Free, high-quality education is a right

From preschool to college, a quality education is becoming an illusion for a growing number of working-class people. Education is a priority for nearly everyone, especially workers and their families. But under U.S. capitalism, everything is defined by its profit-making potential. Providing high-quality education to the vast majority of society is not a priority for the capitalist class and the politicians who serve it.






Schools are facing massive budget cuts.
That is because universal education does not benefit the bankers and corporate owners who profit from our work. For them, it is convenient to ensure that at small section of workers are highly educated and that the majority of workers only learn enough to perform their jobs.


The education system in the United States is wrought with problems from preschool through college.
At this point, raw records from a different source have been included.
// procenv: process environment derivation and executable lookup
//
// SPDX-FileCopyrightText: 2026 Romeo Ahmed
// SPDX-License-Identifier: GPL-3.0-or-later

//! Logging infrastructure using the `tracing` ecosystem.
//!
//! ```text
//! init_logging(&LogConfig)
//!        |
//!        v
//!    registry
//!    |       |
//!    v       v
//! Console   File (optional)
//! stderr    non_blocking
//! EnvFilter EnvFilter
//!        |
//!        v
//!    LogGuard (flush on drop)
//!
//! LogLevel:  0=OFF  1=ERROR  2=WARN  3=INFO
//!            4=DEBUG  5=TRACE  6=DUMP(+deps)
//! ```

use anyhow::Context;
use bon::Builder;
use serde::{Deserialize, Deserializer, Serialize, Serializer};
use std::path::Path;
use tracing_appender::non_blocking::WorkerGuard;
use tracing_subscriber::{
    EnvFilter, Layer,
    fmt::{self, format::FmtSpan},
    layer::SubscriberExt,
    util::SubscriberInitExt,
};

use crate::error::{ConfigError, Result};

/// Log level (0-6) for configuration.
///
/// - 0: Silent
/// - 1: Error
/// - 2: Warn (default; stdout belongs to command output)
/// - 3: Info
/// - 4: Debug - construction summaries, failed lookups
/// - 5: Trace - every resolution candidate
/// - 6: Dump - trace including dependencies
#[derive(Debug, Clone, Copy, PartialEq, Eq)]
pub struct LogLevel(u8);

impl Default for LogLevel {
    fn default() -> Self {
        Self::WARN
    }
}

impl LogLevel {
    pub const SILENT: Self = Self(0);
    pub const ERROR: Self = Self(1);
    pub const WARN: Self = Self(2);
    pub const INFO: Self = Self(3);
    pub const DEBUG: Self = Self(4);
    pub const TRACE: Self = Self(5);
    pub const DUMP: Self = Self(6);

    /// Create a new `LogLevel` from a u8 value (0-6).
    ///
    /// # Errors
    ///
    /// Returns a `ConfigError::InvalidValue` if the level is greater than 6.
    pub fn new(level: u8) -> std::result::Result<Self, ConfigError> {
        Self::from_u8(level).ok_or_else(|| ConfigError::InvalidValue {
            section: "global".to_string(),
            key: "log_level".to_string(),
            message: format!("log level must be 0-6, got {level}"),
        })
    }

    #[must_use]
    pub const fn as_u8(&self) -> u8 {
        self.0
    }

    /// Convert from u8 value, returning None if out of range.
    #[must_use]
    pub const fn from_u8(level: u8) -> Option<Self> {
        if level <= 6 { Some(Self(level)) } else { None }
    }

    /// Convert to `EnvFilter` directive string.
    ///
    /// Levels below DUMP only apply to this crate.
    #[must_use]
    pub const fn to_filter_string(self) -> &'static str {
        match self.0 {
            0 => "off",
            1 => "procenv=error",
            2 => "procenv=warn",
            3 => "procenv=info",
            4 => "procenv=debug",
            5 => "procenv=trace",
            _ => "trace",
        }
    }
}

impl TryFrom<u8> for LogLevel {
    type Error = ConfigError;

    fn try_from(value: u8) -> std::result::Result<Self, Self::Error> {
        Self::new(value)
    }
}

impl From<LogLevel> for u8 {
    fn from(level: LogLevel) -> Self {
        level.0
    }
}

impl Serialize for LogLevel {
    fn serialize<S>(&self, serializer: S) -> std::result::Result<S::Ok, S::Error>
    where
        S: Serializer,
    {
        serializer.serialize_u8(self.0)
    }
}

impl<'de> Deserialize<'de> for LogLevel {
    fn deserialize<D>(deserializer: D) -> std::result::Result<Self, D::Error>
    where
        D: Deserializer<'de>,
    {
        let value = u8::deserialize(deserializer)?;
        Self::new(value).map_err(serde::de::Error::custom)
    }
}

/// Configuration for the logging system.
#[derive(Debug, Clone, Builder)]
pub struct LogConfig {
    #[builder(setters(name = with_console_level), default = LogLevel::WARN)]
    console_level: LogLevel,
    #[builder(setters(name = with_file_level), default = LogLevel::TRACE)]
    file_level: LogLevel,
    #[builder(setters(name = with_log_file))]
    log_file: Option<String>,
    #[builder(setters(name = with_show_target), default = false)]
    show_target: bool,
}

impl Default for LogConfig {
    fn default() -> Self {
        Self::builder().build()
    }
}

impl LogConfig {
    #[must_use]
    pub const fn console_level(&self) -> LogLevel {
        self.console_level
    }

    #[must_use]
    pub const fn file_level(&self) -> LogLevel {
        self.file_level
    }

    #[must_use]
    pub fn log_file(&self) -> Option<&str> {
        self.log_file.as_deref()
    }

    /// Check if target (module path) should be shown in console output.
    #[must_use]
    pub const fn show_target(&self) -> bool {
        self.show_target
    }
}

/// RAII guard that keeps the logging system alive.
/// When dropped, flushes all pending log writes.
pub struct LogGuard {
    _file_guard: Option<WorkerGuard>,
}

/// Initialize the logging system with the given configuration.
///
/// Console output goes to stderr so that `env`, `which` and `expand` output
/// on stdout stays machine-readable.
///
/// # Errors
///
/// Returns an error if the log directory or file cannot be created.
///
/// # Example
///
/// ```no_run
/// use procenv::logging::{init_logging, LogConfig, LogLevel};
///
/// let config = LogConfig::builder()
///     .with_console_level(LogLevel::INFO)
///     .with_log_file("procenv.log".to_string())
///     .build();
///
/// let _guard = init_logging(&config).expect("Failed to initialize logging");
/// tracing::info!("Logging initialized");
/// ```
pub fn init_logging(config: &LogConfig) -> Result<LogGuard> {
    let console_filter = EnvFilter::new(config.console_level().to_filter_string());

    let console_layer = fmt::layer()
        .with_writer(std::io::stderr)
        .with_target(config.show_target())
        .with_level(true)
        .with_ansi(true)
        .with_filter(console_filter);

    let (file_layer, file_guard) = if let Some(log_path) = config.log_file() {
        let log_path = Path::new(log_path);

        if let Some(parent) = log_path.parent()
            && !parent.as_os_str().is_empty()
        {
            std::fs::create_dir_all(parent)
                .with_context(|| format!("failed to create log directory {}", parent.display()))?;
        }

        let file = std::fs::File::create(log_path)
            .with_context(|| format!("failed to create log file {}", log_path.display()))?;
        let (non_blocking, guard) = tracing_appender::non_blocking(file);

        let file_filter = EnvFilter::new(config.file_level().to_filter_string());

        let layer = fmt::layer()
            .with_writer(non_blocking)
            .with_target(true)
            .with_level(true)
            .with_ansi(false)
            .with_span_events(FmtSpan::CLOSE)
            .with_filter(file_filter);

        (Some(layer), Some(guard))
    } else {
        (None, None)
    };

    tracing_subscriber::registry()
        .with(console_layer)
        .with(file_layer)
        .try_init()
        .context("failed to install tracing subscriber")?;

    Ok(LogGuard {
        _file_guard: file_guard,
    })
}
Preschools in most states are not free—they are not publicly funded and run. This has a great impact on the number of children who can attend.


About 70 percent of four-year-olds and less than half of three-year-olds attend preschool programs. Yet, numerous long-term studies have shown that having attended preschool positively affects student’s academic and social achievement.


The absence of universal preschool is not due to a lack of resources. According to the National Institute for Early Education, the cost of providing a quality preschool education to every three- and four-year-old in the United States would be under $70 billion a year. This amount would fully cover program costs, including facilities, administration and support services. Seventy billion dollars is less than one-tenth of what is spent each year by the federal government on the military.


Universal preschool is particularly important to working-class families who face exorbitant childcare costs. Sometime one family member’s pay does not cover the full cost of childcare.


Elementary and secondary education


Public elementary and secondary education—while more accessible than preschool—is mired a crisis characterized by under funding and institutionalized racism. This denies the working class equitable access to quality education.


The federal government takes a minimum of responsibility for school budgets—contributing only nine percent to the cost of public education with the state and local governments funding the balance. Only 2.3 percent of the $3 trillion 2008 federal budget is earmarked for elementary and secondary education.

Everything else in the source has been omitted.